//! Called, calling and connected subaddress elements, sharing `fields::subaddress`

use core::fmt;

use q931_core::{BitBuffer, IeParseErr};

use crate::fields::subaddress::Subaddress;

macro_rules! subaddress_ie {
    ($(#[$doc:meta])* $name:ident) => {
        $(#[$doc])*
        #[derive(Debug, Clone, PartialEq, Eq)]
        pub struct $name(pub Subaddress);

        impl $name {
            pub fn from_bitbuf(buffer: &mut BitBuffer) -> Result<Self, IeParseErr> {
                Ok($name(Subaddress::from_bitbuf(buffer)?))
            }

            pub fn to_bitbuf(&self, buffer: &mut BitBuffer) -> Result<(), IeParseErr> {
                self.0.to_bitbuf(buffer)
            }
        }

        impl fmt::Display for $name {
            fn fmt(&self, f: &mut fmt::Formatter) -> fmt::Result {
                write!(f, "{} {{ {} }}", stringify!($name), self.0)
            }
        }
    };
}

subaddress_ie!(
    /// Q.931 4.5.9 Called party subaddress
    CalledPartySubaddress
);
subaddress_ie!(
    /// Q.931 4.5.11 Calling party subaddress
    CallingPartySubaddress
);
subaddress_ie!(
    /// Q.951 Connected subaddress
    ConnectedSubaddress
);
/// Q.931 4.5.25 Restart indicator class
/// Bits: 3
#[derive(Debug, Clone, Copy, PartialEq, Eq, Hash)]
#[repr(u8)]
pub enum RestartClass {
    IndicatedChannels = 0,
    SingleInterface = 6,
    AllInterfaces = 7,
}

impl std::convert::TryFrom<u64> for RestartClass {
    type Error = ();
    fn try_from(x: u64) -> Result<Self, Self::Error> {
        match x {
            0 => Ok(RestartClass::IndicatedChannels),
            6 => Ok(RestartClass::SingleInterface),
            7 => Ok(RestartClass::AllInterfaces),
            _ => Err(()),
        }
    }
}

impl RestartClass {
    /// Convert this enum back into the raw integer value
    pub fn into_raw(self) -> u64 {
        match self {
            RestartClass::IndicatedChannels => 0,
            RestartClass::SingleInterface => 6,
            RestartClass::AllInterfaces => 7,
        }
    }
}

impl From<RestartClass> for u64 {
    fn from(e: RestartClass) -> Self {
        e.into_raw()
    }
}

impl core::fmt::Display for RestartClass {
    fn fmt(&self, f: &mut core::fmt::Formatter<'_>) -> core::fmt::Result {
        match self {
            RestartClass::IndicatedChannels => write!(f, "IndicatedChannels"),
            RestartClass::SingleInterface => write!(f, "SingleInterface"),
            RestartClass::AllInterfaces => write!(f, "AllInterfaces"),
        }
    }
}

= = =

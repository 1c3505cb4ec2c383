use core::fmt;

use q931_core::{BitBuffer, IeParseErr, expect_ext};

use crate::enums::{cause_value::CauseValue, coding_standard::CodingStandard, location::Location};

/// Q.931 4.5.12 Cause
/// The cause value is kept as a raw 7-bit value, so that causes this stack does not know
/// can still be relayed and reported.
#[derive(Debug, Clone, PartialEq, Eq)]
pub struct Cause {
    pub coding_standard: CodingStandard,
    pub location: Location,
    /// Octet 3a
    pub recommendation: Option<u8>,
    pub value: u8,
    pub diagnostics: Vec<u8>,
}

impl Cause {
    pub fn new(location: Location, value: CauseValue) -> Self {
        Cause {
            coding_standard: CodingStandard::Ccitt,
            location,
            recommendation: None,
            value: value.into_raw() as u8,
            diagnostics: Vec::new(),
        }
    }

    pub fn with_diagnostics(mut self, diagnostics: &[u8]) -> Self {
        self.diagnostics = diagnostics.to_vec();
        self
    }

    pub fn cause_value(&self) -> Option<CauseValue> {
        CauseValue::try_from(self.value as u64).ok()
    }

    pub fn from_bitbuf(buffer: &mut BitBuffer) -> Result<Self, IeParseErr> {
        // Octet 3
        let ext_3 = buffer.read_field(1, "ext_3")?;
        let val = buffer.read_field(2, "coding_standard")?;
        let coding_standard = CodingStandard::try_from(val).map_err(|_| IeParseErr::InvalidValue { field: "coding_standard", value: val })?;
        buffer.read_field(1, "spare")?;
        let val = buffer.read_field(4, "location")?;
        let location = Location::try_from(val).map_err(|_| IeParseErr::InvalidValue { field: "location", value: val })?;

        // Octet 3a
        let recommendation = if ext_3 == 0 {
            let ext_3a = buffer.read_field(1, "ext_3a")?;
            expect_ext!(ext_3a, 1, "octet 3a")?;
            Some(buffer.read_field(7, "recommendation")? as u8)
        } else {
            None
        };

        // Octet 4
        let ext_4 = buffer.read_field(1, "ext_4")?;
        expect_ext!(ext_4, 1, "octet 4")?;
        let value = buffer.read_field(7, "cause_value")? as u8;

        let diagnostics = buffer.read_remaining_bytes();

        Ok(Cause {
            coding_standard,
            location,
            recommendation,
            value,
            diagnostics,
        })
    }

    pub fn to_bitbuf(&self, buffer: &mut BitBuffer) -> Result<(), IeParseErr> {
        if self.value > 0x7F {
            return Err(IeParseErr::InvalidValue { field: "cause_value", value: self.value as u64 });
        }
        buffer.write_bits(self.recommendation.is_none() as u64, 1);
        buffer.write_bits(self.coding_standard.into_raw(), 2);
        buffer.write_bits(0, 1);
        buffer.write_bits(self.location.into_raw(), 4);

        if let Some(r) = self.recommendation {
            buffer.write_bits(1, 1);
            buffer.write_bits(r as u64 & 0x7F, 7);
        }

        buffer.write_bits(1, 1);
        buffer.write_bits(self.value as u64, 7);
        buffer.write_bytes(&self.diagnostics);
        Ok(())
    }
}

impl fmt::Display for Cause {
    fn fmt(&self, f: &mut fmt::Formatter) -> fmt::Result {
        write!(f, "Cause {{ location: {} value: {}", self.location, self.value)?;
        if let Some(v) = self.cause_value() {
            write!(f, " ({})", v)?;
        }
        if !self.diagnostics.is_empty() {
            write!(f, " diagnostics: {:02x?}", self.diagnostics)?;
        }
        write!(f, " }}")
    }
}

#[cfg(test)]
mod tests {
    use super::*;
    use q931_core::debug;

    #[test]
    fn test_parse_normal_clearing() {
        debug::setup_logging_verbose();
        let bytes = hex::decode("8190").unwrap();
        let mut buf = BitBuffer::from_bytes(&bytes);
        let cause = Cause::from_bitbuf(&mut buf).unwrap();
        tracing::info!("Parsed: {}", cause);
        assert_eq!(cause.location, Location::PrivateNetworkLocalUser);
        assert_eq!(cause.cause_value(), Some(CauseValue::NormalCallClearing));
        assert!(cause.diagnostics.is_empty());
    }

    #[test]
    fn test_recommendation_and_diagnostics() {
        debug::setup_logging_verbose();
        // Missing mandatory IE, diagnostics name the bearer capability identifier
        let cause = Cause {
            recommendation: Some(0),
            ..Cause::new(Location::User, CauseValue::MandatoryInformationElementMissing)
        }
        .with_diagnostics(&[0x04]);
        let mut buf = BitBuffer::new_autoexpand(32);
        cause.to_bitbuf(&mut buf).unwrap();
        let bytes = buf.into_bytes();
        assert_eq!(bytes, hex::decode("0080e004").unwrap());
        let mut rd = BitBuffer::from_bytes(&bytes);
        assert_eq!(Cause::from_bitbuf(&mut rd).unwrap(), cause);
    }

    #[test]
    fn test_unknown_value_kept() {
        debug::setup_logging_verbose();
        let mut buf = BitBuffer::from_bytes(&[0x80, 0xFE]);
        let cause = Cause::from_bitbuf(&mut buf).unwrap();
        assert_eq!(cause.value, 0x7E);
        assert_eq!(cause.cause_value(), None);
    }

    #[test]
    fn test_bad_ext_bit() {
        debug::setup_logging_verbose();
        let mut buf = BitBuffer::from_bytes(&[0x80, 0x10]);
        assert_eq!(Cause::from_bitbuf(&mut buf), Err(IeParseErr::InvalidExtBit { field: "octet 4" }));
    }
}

= = =

### WHAT YOU NEED TO DO
In the entries above, one line contains "Called, calling and" and another contains "($(#[$doc:meta])* $name:ident) =>". Reproduce exactly those two lines and the lines between them, nothing else.

### SOLUTION FOR THIS TASK
//! Called, calling and connected subaddress elements, sharing `fields::subaddress`

use core::fmt;

use q931_core::{BitBuffer, IeParseErr};

use crate::fields::subaddress::Subaddress;

macro_rules! subaddress_ie {
    ($(#[$doc:meta])* $name:ident) => {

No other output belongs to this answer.